Tally the lines below that contain "series" and reply with only the tally.
START Given data
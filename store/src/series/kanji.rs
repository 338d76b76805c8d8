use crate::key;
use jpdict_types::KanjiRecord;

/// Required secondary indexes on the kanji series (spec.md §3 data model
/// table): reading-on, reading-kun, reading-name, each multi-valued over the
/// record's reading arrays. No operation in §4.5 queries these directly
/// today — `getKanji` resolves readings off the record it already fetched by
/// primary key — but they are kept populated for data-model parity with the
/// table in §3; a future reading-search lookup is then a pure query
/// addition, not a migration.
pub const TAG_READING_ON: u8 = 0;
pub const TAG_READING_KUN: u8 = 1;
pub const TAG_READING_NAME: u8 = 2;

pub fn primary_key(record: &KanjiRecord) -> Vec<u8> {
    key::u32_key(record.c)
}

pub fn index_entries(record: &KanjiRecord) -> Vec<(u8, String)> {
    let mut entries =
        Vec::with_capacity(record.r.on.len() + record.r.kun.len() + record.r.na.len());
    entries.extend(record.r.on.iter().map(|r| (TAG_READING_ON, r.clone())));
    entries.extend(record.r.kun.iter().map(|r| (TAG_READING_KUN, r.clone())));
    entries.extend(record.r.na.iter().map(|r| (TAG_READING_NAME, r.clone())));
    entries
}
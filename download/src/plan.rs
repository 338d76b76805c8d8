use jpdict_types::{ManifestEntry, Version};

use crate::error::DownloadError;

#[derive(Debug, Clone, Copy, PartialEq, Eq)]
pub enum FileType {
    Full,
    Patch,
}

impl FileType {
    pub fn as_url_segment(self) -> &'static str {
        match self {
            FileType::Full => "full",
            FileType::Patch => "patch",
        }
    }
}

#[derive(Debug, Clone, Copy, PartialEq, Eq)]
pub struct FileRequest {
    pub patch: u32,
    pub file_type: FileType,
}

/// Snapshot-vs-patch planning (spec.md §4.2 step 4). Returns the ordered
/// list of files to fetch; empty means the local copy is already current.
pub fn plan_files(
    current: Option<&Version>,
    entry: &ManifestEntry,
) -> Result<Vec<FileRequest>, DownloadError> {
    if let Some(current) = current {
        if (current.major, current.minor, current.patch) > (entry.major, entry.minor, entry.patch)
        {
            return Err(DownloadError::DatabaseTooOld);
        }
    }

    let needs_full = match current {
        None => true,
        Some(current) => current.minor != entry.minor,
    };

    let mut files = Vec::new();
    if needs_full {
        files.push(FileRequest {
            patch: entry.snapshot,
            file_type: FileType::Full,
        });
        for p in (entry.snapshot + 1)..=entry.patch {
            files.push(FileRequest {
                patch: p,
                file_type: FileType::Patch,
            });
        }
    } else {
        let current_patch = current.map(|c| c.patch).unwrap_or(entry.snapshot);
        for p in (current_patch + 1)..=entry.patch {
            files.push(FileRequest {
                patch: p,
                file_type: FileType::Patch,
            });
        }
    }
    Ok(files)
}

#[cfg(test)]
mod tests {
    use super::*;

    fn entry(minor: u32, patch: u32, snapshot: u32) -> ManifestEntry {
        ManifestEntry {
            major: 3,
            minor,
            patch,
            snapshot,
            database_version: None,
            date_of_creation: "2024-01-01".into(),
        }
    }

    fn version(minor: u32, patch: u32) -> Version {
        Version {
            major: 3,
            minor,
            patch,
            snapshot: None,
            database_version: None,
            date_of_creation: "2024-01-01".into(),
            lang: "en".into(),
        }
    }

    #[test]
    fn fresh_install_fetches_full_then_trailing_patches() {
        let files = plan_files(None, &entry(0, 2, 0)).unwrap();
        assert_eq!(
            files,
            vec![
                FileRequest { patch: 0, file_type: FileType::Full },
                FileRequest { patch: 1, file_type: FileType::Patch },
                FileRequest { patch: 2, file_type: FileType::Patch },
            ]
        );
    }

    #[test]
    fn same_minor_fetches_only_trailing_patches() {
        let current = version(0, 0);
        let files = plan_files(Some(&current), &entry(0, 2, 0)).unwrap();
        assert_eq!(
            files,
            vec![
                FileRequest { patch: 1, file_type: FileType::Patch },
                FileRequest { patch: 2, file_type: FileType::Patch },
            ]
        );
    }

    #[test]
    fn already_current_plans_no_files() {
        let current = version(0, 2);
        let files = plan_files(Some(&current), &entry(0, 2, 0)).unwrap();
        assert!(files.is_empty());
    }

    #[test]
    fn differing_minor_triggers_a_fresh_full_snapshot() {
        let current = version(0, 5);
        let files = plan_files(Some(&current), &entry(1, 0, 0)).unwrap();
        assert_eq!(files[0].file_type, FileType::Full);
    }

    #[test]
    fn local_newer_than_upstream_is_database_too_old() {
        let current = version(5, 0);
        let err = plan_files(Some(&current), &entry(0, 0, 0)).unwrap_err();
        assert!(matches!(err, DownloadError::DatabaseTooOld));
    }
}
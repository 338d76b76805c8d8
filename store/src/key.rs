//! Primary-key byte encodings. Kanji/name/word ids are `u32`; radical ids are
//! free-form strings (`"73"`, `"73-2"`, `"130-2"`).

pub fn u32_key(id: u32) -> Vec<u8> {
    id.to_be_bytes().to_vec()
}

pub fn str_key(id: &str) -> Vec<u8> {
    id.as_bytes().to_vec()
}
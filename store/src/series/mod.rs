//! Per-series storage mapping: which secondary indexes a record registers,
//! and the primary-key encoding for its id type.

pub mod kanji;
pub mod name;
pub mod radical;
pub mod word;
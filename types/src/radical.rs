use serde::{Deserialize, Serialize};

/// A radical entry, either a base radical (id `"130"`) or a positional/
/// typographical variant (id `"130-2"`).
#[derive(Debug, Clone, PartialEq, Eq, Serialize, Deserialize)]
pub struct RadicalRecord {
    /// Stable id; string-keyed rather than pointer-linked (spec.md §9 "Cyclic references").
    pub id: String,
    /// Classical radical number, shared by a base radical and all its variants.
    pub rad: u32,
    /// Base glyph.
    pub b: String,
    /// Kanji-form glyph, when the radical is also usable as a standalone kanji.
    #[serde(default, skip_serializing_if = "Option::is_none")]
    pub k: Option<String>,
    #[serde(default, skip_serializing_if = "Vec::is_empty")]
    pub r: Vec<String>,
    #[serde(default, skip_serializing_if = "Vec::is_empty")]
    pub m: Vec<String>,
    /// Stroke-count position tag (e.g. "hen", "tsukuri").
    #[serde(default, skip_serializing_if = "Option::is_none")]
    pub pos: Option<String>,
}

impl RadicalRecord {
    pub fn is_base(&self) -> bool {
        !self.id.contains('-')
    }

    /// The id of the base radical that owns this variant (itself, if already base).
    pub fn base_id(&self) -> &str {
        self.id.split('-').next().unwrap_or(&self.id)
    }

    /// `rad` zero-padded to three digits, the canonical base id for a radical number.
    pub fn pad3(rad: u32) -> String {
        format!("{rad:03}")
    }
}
END Given data
START Given data
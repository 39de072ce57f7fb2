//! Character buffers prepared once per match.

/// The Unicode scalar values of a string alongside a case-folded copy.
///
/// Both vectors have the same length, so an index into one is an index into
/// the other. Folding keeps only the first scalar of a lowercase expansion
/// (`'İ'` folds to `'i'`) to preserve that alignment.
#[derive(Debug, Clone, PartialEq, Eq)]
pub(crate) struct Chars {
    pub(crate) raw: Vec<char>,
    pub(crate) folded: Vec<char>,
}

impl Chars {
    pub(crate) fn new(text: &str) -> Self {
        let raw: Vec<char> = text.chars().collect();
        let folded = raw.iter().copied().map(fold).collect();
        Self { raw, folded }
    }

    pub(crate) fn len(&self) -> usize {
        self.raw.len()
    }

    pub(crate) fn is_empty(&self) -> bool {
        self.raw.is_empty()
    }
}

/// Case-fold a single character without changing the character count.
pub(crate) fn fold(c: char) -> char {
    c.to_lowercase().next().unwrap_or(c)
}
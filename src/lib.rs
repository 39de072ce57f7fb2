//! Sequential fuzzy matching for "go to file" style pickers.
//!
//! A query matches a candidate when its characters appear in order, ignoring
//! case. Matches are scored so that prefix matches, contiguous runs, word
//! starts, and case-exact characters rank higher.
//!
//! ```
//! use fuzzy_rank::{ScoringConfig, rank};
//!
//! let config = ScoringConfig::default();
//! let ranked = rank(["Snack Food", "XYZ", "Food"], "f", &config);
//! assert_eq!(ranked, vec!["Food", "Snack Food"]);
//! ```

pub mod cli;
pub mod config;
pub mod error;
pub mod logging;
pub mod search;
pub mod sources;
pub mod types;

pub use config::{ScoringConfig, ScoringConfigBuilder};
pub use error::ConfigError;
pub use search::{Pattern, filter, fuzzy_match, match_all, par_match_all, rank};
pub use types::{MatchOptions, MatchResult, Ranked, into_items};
END Given data
START Given data
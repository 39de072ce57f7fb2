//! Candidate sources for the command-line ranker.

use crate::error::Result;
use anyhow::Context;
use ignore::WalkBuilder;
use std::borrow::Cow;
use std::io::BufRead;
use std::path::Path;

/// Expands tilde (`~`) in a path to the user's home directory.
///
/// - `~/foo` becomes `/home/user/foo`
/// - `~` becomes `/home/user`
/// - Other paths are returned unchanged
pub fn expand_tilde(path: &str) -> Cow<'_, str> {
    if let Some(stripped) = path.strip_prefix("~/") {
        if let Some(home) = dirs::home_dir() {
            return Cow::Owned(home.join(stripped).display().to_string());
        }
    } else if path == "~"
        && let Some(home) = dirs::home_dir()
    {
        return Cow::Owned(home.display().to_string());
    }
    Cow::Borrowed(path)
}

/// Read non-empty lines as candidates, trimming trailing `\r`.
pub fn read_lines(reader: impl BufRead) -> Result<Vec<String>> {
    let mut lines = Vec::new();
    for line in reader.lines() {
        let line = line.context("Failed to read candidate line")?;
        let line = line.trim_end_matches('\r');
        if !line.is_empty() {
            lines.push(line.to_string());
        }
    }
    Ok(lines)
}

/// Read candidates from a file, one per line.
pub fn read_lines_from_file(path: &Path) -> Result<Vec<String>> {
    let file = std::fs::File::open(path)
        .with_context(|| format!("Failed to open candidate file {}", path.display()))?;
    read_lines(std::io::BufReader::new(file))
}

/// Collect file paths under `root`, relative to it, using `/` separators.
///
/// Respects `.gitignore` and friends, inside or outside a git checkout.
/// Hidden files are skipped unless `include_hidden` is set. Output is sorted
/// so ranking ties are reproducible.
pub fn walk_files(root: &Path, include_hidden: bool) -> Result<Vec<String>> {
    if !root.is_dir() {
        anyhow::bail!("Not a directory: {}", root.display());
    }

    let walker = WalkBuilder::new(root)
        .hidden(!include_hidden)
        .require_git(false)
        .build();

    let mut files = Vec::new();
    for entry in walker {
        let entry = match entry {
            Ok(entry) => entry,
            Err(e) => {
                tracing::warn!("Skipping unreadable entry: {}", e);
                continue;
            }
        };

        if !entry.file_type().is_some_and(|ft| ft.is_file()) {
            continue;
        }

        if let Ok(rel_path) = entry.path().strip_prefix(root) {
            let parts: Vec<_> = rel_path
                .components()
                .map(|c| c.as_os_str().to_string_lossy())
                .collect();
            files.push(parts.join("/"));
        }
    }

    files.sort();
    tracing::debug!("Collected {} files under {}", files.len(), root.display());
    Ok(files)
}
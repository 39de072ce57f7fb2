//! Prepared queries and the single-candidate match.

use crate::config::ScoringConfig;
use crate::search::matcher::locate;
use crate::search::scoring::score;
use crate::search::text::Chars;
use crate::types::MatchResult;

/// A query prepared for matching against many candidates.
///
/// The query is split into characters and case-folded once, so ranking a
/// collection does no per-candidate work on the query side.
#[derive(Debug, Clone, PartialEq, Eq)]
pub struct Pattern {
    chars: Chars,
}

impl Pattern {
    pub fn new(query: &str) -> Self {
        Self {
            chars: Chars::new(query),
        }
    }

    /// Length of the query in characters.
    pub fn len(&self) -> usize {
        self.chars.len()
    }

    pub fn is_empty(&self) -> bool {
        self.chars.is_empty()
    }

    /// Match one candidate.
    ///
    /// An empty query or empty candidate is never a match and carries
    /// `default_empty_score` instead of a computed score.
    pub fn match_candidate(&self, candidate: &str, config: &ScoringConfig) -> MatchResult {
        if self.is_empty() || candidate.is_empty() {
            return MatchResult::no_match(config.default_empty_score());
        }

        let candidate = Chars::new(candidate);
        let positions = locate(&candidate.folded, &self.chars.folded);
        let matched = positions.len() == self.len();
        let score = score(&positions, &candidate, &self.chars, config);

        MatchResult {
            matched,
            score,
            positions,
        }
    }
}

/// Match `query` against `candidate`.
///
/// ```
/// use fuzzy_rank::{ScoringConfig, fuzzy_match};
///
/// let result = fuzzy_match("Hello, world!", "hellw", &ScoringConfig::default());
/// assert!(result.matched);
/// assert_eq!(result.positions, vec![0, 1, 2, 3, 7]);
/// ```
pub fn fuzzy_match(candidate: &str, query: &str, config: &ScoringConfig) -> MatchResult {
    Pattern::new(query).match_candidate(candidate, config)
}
END Given data
_Exercise output_
4